Twenty-two of the store’s 31 workers signed union cards, said Joseph Thompson, a shift supervisor at the Starbucks who is leading organizing efforts.
Thompson said the Santa Cruz store experiences a high rate of incidents of harassment, indecent exposure and threats of violence, and employees don’t feel supported by management or corporate executives. Union discussions began in November, and the petition was filed Friday afternoon.
In early December, a Starbucks store in Buffalo, N.Y., voted in favor of forming the chain’s first union in the U.S. Since then, workers at a cascade of stores across the country announced their own organizing campaigns to join the union, Starbucks Workers United. The organization is part of Workers United, an affiliate of the giant Service Employees International Union.
“We know at the end of the day they don’t care about us,” said Thompson, who has worked at the company for two years and watched as Starbucks awarded hazard pay bumps and additional food benefits and then rolled them back, even as the pandemic has dragged on.
A group of 13 former and current workers at the Santa Cruz store said they had a “moral obligation to organize” in a letter addressed to the company’s chief executive.
Wages do not meet the cost of living in Santa Cruz, baristas are scheduled for shifts without being consulted during days they are not free to work, and workers of color are disrespected by management, former worker Katheline Vanegas wrote in a statement attached to the letter. She alleged baristas sometimes aren’t compensated for the full time they worked, with time sheets edited down if they punch out any later than the time for which they are scheduled.
She criticized the company for mishandling a large number of security incidents that began to happen during late hours: “Rather than hiring a security guard to keep baristas safe, police were called to drive around the area and treat homeless people like criminals.”

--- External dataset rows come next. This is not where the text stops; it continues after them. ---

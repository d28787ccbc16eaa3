use crate::{
    db::DbPool,
    entities::scheduled_reminder::{self, Entity as ReminderEntity, Model as ReminderModel},
    errors::ServiceError,
    events::{Event, EventSender},
    services::{notifications::sms::{reminder_sms, SmsSender}, orders::OrderResponse},
};
use chrono::{DateTime, Duration, NaiveTime, Utc};
use futures::future::join_all;
use sea_orm::{
    ActiveModelTrait, ColumnTrait, EntityTrait, PaginatorTrait, QueryFilter, QueryOrder,
    QuerySelect, Set,
};
use serde::{Deserialize, Serialize};
use std::sync::Arc;
use strum::{Display, EnumString};
use tracing::{info, instrument, warn};
use utoipa::ToSchema;
use uuid::Uuid;

/// Reminders fire this long before pickup.
const REMINDER_LEAD: Duration = Duration::hours(24);

#[derive(Debug, Clone, Copy, PartialEq, Eq, Display, EnumString, Serialize, Deserialize)]
#[strum(serialize_all = "lowercase")]
#[serde(rename_all = "lowercase")]
pub enum ReminderStatus {
    Pending,
    Sent,
    Failed,
}

/// Result of a scheduling attempt. Skipping is a normal outcome, not an
/// error: short-notice orders simply get no reminder.
#[derive(Debug, Serialize, ToSchema)]
#[serde(untagged)]
pub enum ScheduleOutcome {
    Scheduled {
        skipped: bool,
        reminder_id: Uuid,
        remind_at: DateTime<Utc>,
    },
    Skipped {
        skipped: bool,
        reason: String,
    },
}

#[derive(Debug, Default, Serialize, Deserialize, ToSchema)]
pub struct SweepSummary {
    pub due: u64,
    pub sent: u64,
    pub failed: u64,
}

/// Schedules pickup reminders at order time and dispatches due ones from the
/// cron sweep.
#[derive(Clone)]
pub struct ReminderService {
    db: Arc<DbPool>,
    sms: Arc<dyn SmsSender>,
    batch_size: u64,
    lookahead: Duration,
    event_sender: Option<Arc<EventSender>>,
}

impl ReminderService {
    pub fn new(
        db: Arc<DbPool>,
        sms: Arc<dyn SmsSender>,
        batch_size: u64,
        lookahead_mins: i64,
        event_sender: Option<Arc<EventSender>>,
    ) -> Self {
        Self {
            db,
            sms,
            batch_size: batch_size.max(1),
            lookahead: Duration::minutes(lookahead_mins.max(0)),
            event_sender,
        }
    }

    /// Schedule the pickup reminder for a freshly materialized order.
    ///
    /// Skips without error when pickup is less than 24 hours out or when a
    /// pending reminder already exists for the order.
    #[instrument(skip(self, order), fields(order_id = %order.id))]
    pub async fn schedule_for_order(
        &self,
        order: &OrderResponse,
    ) -> Result<ScheduleOutcome, ServiceError> {
        let now = Utc::now();
        let pickup_at = pickup_datetime(order);
        let remind_at = pickup_at - REMINDER_LEAD;

        if remind_at <= now {
            info!(
                order_id = %order.id,
                pickup = %pickup_at,
                "Pickup is less than 24 hours away; skipping reminder"
            );
            return Ok(ScheduleOutcome::Skipped {
                skipped: true,
                reason: "pickup is less than 24 hours away".to_string(),
            });
        }

        let existing = ReminderEntity::find()
            .filter(scheduled_reminder::Column::OrderId.eq(order.id))
            .filter(scheduled_reminder::Column::Status.eq(ReminderStatus::Pending.to_string()))
            .count(&*self.db)
            .await
            .map_err(ServiceError::db_error)?;

        if existing > 0 {
            info!(order_id = %order.id, "Reminder already scheduled; skipping");
            return Ok(ScheduleOutcome::Skipped {
                skipped: true,
                reason: "a reminder is already scheduled for this order".to_string(),
            });
        }

        let reminder_id = Uuid::new_v4();
        let row = scheduled_reminder::ActiveModel {
            id: Set(reminder_id),
            order_id: Set(order.id),
            remind_at: Set(remind_at),
            customer_name: Set(order.customer_name.clone()),
            customer_phone: Set(order.customer_phone.clone()),
            pickup_date: Set(order.pickup_date),
            pickup_time: Set(order.pickup_time.clone()),
            status: Set(ReminderStatus::Pending.to_string()),
            created_at: Set(now),
            sent_at: Set(None),
        };
        row.insert(&*self.db).await.map_err(ServiceError::db_error)?;

        info!(order_id = %order.id, remind_at = %remind_at, "Pickup reminder scheduled");

        if let Some(sender) = &self.event_sender {
            let _ = sender
                .send(Event::ReminderScheduled {
                    order_id: order.id,
                    remind_at,
                })
                .await;
        }

        Ok(ScheduleOutcome::Scheduled {
            skipped: false,
            reminder_id,
            remind_at,
        })
    }

    /// Dispatch reminders due within the look-ahead window, a bounded batch
    /// per sweep. Each reminder settles independently: one failed send marks
    /// only its own row `failed`.
    #[instrument(skip(self))]
    pub async fn dispatch_due(&self, now: DateTime<Utc>) -> Result<SweepSummary, ServiceError> {
        let window_end = now + self.lookahead;

        let due = ReminderEntity::find()
            .filter(scheduled_reminder::Column::Status.eq(ReminderStatus::Pending.to_string()))
            .filter(scheduled_reminder::Column::RemindAt.lte(window_end))
            .order_by_asc(scheduled_reminder::Column::RemindAt)
            .limit(self.batch_size)
            .all(&*self.db)
            .await
            .map_err(ServiceError::db_error)?;

        let mut summary = SweepSummary {
            due: due.len() as u64,
            ..Default::default()
        };

        if due.is_empty() {
            return Ok(summary);
        }

        let sends = due.iter().map(|reminder| {
            let sms = self.sms.clone();
            let body = reminder_sms(reminder);
            let phone = reminder.customer_phone.clone();
            let id = reminder.id;
            async move { (id, sms.send(&phone, &body).await) }
        });
        let results = join_all(sends).await;

        for (reminder, (id, result)) in due.into_iter().zip(results) {
            debug_assert_eq!(reminder.id, id);
            let (status, order_id) = match &result {
                Ok(()) => (ReminderStatus::Sent, reminder.order_id),
                Err(e) => {
                    warn!(reminder_id = %id, error = %e, "Reminder SMS failed");
                    (ReminderStatus::Failed, reminder.order_id)
                }
            };

            if let Err(e) = self.mark(reminder, status, now).await {
                warn!(reminder_id = %id, error = %e, "Failed to mark reminder terminal");
                summary.failed += 1;
                continue;
            }

            match status {
                ReminderStatus::Sent => {
                    summary.sent += 1;
                    if let Some(sender) = &self.event_sender {
                        let _ = sender.send(Event::ReminderSent(order_id)).await;
                    }
                }
                _ => {
                    summary.failed += 1;
                    if let Some(sender) = &self.event_sender {
                        let _ = sender.send(Event::ReminderFailed(order_id)).await;
                    }
                }
            }
        }

        info!(
            due = summary.due,
            sent = summary.sent,
            failed = summary.failed,
            "Reminder sweep finished"
        );
        Ok(summary)
    }

    async fn mark(
        &self,
        reminder: ReminderModel,
        status: ReminderStatus,
        now: DateTime<Utc>,
    ) -> Result<(), ServiceError> {
        let mut active: scheduled_reminder::ActiveModel = reminder.into();
        active.status = Set(status.to_string());
        if status == ReminderStatus::Sent {
            active.sent_at = Set(Some(now));
        }
        active.update(&*self.db).await.map_err(ServiceError::db_error)?;
        Ok(())
    }
}

/// Combine the stored pickup date and free-text time into an instant.
/// Accepts `HH:MM` and `HHhMM`; anything else falls back to mid-morning so a
/// sloppy time string still produces a sane reminder.
pub fn pickup_datetime(order: &OrderResponse) -> DateTime<Utc> {
    let time = parse_pickup_time(&order.pickup_time)
        .unwrap_or_else(|| NaiveTime::from_hms_opt(9, 0, 0).unwrap());
    order.pickup_date.and_time(time).and_utc()
}

fn parse_pickup_time(raw: &str) -> Option<NaiveTime> {
    let trimmed = raw.trim();
    NaiveTime::parse_from_str(trimmed, "%H:%M")
        .or_else(|_| NaiveTime::parse_from_str(trimmed, "%Hh%M"))
        .ok()
}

“The day I quit, other partners decided enough was enough as well and partners will either keep quitting or unionize until Starbucks does something to fix these company-wide issues,” Vanegas wrote.

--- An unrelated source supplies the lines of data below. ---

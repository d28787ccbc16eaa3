pub mod admin;
pub mod checkout;
pub mod common;
pub mod cron;
pub mod notifications;
pub mod orders;

use crate::{
    config::AppConfig,
    db::DbPool,
    events::EventSender,
    services::{
        checkout::CheckoutService,
        notifications::{
            email::EmailSender, print::PrintService, print::ReceiptPrinter,
            reminders::ReminderService, sms::SmsSender, NotificationOptions, NotificationService,
            RecentErrors,
        },
        orders::OrderService,
        payment_gateway::PaymentGateway,
        payments::PaymentService,
        pricing::PricingService,
        special_codes::SpecialCodeService,
    },
};
use std::sync::Arc;
use std::time::Duration;

// Re-export AppState so handler modules can import it as crate::handlers::AppState
pub use crate::AppState;

/// Size of the recent-errors ring backing the admin view.
const RECENT_ERRORS_CAPACITY: usize = 100;

/// Services layer that encapsulates business logic used by HTTP handlers.
#[derive(Clone)]
pub struct AppServices {
    pub orders: Arc<OrderService>,
    pub checkout: Arc<CheckoutService>,
    pub payments: Arc<PaymentService>,
    pub special_codes: Arc<SpecialCodeService>,
    pub notifications: Arc<NotificationService>,
    pub reminders: Arc<ReminderService>,
}

impl AppServices {
    /// Wire the service graph. The external integrations come in as trait
    /// objects so tests can substitute recording mocks.
    pub fn new(
        db: Arc<DbPool>,
        event_sender: Arc<EventSender>,
        config: &AppConfig,
        gateway: Arc<dyn PaymentGateway>,
        mailer: Arc<dyn EmailSender>,
        sms: Arc<dyn SmsSender>,
        printer: Arc<dyn ReceiptPrinter>,
    ) -> Self {
        let special_codes = Arc::new(SpecialCodeService::new(db.clone()));
        let pricing = Arc::new(PricingService::new(db.clone()));
        let orders = Arc::new(OrderService::new(
            db.clone(),
            special_codes.clone(),
            Some(event_sender.clone()),
        ));

        let recent_errors = RecentErrors::new(RECENT_ERRORS_CAPACITY);
        let print = Arc::new(PrintService::new(
            printer,
            sms.clone(),
            mailer.clone(),
            db.clone(),
            recent_errors.clone(),
            config.print_copies,
            config.print_attempts,
            Duration::from_secs(config.print_retry_delay_secs),
            config.shop_phone.clone(),
            config.shop_email.clone(),
            Some(event_sender.clone()),
        ));

        let reminders = Arc::new(ReminderService::new(
            db.clone(),
            sms.clone(),
            config.reminder_batch_size,
            config.reminder_lookahead_mins,
            Some(event_sender.clone()),
        ));

        let notifications = Arc::new(NotificationService::new(
            db.clone(),
            mailer,
            sms,
            print,
            reminders.clone(),
            recent_errors,
            config.shop_email.clone(),
            config.shop_phone.clone(),
            NotificationOptions::for_environment(config.is_development()),
        ));

        let checkout = Arc::new(CheckoutService::new(
            gateway.clone(),
            orders.clone(),
            pricing,
            special_codes.clone(),
            notifications.clone(),
            config.currency.clone(),
            config.preauth_hold_days,
        ));

        let payments = Arc::new(PaymentService::new(
            db,
            gateway,
            Some(event_sender),
        ));

        Self {
            orders,
            checkout,
            payments,
            special_codes,
            notifications,
            reminders,
        }
    }
}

Starbucks spokeswoman Sarah Albanesi said she did not have enough information to respond to specific issues at the store and said the company is “listening and learning from the partners in this store as we always do across the country.”
Albanesi said the company is opposed to a union. She referenced a statement by Rossann Williams, president of Starbucks North America, published last month after the Buffalo union vote.

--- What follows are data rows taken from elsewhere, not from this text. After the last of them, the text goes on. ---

use sea_orm_migration::prelude::*;

#[derive(DeriveMigrationName)]
pub struct Migration;

#[async_trait::async_trait]
impl MigrationTrait for Migration {
    async fn up(&self, manager: &SchemaManager) -> Result<(), DbErr> {
        manager
            .create_table(
                Table::create()
                    .table(Orders::Table)
                    .if_not_exists()
                    .col(ColumnDef::new(Orders::Id).uuid().primary_key().not_null())
                    .col(
                        ColumnDef::new(Orders::OrderNumber)
                            .string()
                            .not_null()
                            .unique_key(),
                    )
                    .col(ColumnDef::new(Orders::CustomerId).uuid().not_null())
                    .col(ColumnDef::new(Orders::CustomerName).string().not_null())
                    .col(ColumnDef::new(Orders::CustomerEmail).string().not_null())
                    .col(ColumnDef::new(Orders::CustomerPhone).string().not_null())
                    .col(ColumnDef::new(Orders::Items).json().not_null())
                    .col(
                        ColumnDef::new(Orders::TotalAmount)
                            .decimal()
                            .not_null()
                            .default(0.0),
                    )
                    .col(
                        ColumnDef::new(Orders::Currency)
                            .string()
                            .not_null()
                            .default("EUR"),
                    )
                    .col(ColumnDef::new(Orders::PickupDate).date().not_null())
                    .col(ColumnDef::new(Orders::PickupTime).string().not_null())
                    .col(ColumnDef::new(Orders::PaymentMethod).string().not_null())
                    .col(
                        ColumnDef::new(Orders::PaymentStatus)
                            .string()
                            .not_null()
                            .default("pending"),
                    )
                    .col(
                        ColumnDef::new(Orders::Status)
                            .string()
                            .not_null()
                            .default("pending"),
                    )
                    .col(
                        ColumnDef::new(Orders::RequiresPreauth)
                            .boolean()
                            .not_null()
                            .default(false),
                    )
                    .col(ColumnDef::new(Orders::PreauthStatus).string().null())
                    .col(ColumnDef::new(Orders::PreauthAmount).decimal().null())
                    .col(
                        ColumnDef::new(Orders::PreauthExpiresAt)
                            .timestamp()
                            .null(),
                    )
                    .col(
                        ColumnDef::new(Orders::PaymentReference)
                            .string()
                            .null()
                            .unique_key(),
                    )
                    .col(ColumnDef::new(Orders::SpecialCodeId).uuid().null())
                    .col(ColumnDef::new(Orders::Notes).text().null())
                    .col(ColumnDef::new(Orders::CreatedAt).timestamp().not_null())
                    .col(ColumnDef::new(Orders::UpdatedAt).timestamp().null())
                    .col(
                        ColumnDef::new(Orders::Version)
                            .integer()
                            .not_null()
                            .default(1),
                    )
                    .to_owned(),
            )
            .await?;

        manager
            .create_index(
                Index::create()
                    .name("idx_orders_customer_id")
                    .table(Orders::Table)
                    .col(Orders::CustomerId)
                    .to_owned(),
            )
            .await?;

        manager
            .create_index(
                Index::create()
                    .name("idx_orders_created_at")
                    .table(Orders::Table)
                    .col(Orders::CreatedAt)
                    .to_owned(),
            )
            .await
    }

    async fn down(&self, manager: &SchemaManager) -> Result<(), DbErr> {
        manager
            .drop_table(Table::drop().table(Orders::Table).to_owned())
            .await
    }
}

#[derive(DeriveIden)]
pub enum Orders {
    Table,
    Id,
    OrderNumber,
    CustomerId,
    CustomerName,
    CustomerEmail,
    CustomerPhone,
    Items,
    TotalAmount,
    Currency,
    PickupDate,
    PickupTime,
    PaymentMethod,
    PaymentStatus,
    Status,
    RequiresPreauth,
    PreauthStatus,
    PreauthAmount,
    PreauthExpiresAt,
    PaymentReference,
    SpecialCodeId,
    Notes,
    CreatedAt,
    UpdatedAt,
    Version,
}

“Everything we love most about Starbucks is thanks to partners who work directly together with care, partnership and respect. From the beginning, we’ve been clear in our belief that we do not want a union between us as partners, and that conviction has not changed. However, we have also said that we respect the legal process,” Williams said.
As coronavirus cases rose, Starbucks offered employees a month of paid leave. Now that stores are reopening, employees are worried.
After the U.S. Supreme Court blocked the Biden administration from enforcing a vaccine mandate for large employers last week, Starbucks announced it would no longer require its U.S. workers to be fully vaccinated or submit to weekly coronavirus testing — one of the most high-profile companies to do so.
The Santa Cruz store temporarily shut down operations earlier this week because of the number of staff members isolating due to COVID-19, and probably won’t reopen for another week or so, workers said.
The NLRB has received 28 petitions from workers at Starbucks stores across the country. Two stores in Buffalo already won their union certification. A handful of other stores in Buffalo have their election dates set, but the majority are in earlier stages in the process, according to the labor board.
“I don’t think anyone quite expected the explosive response we got,” said Ian Hayes, a lawyer working with the union who filed the Santa Cruz store’s petition, as well as the earlier Buffalo store petitions.
The experience of going through the pandemic as food service workers highlighted already existing inequities and “made people feel more of a sense of urgency in taking control over their lives,” Hayes said.
He alleges Starbucks has raised baseless challenges on every petition so far, forcing parties into a formal administrative hearing process before the NLRB can order an election. “That’s slowed down the process significantly in every case,” he said, adding that the labor board “has completely, comprehensively dismissed the argument as nonsense.”
If the company takes the same course with the Santa Cruz store, it would take about two months for the labor board to set an election date, Hayes said.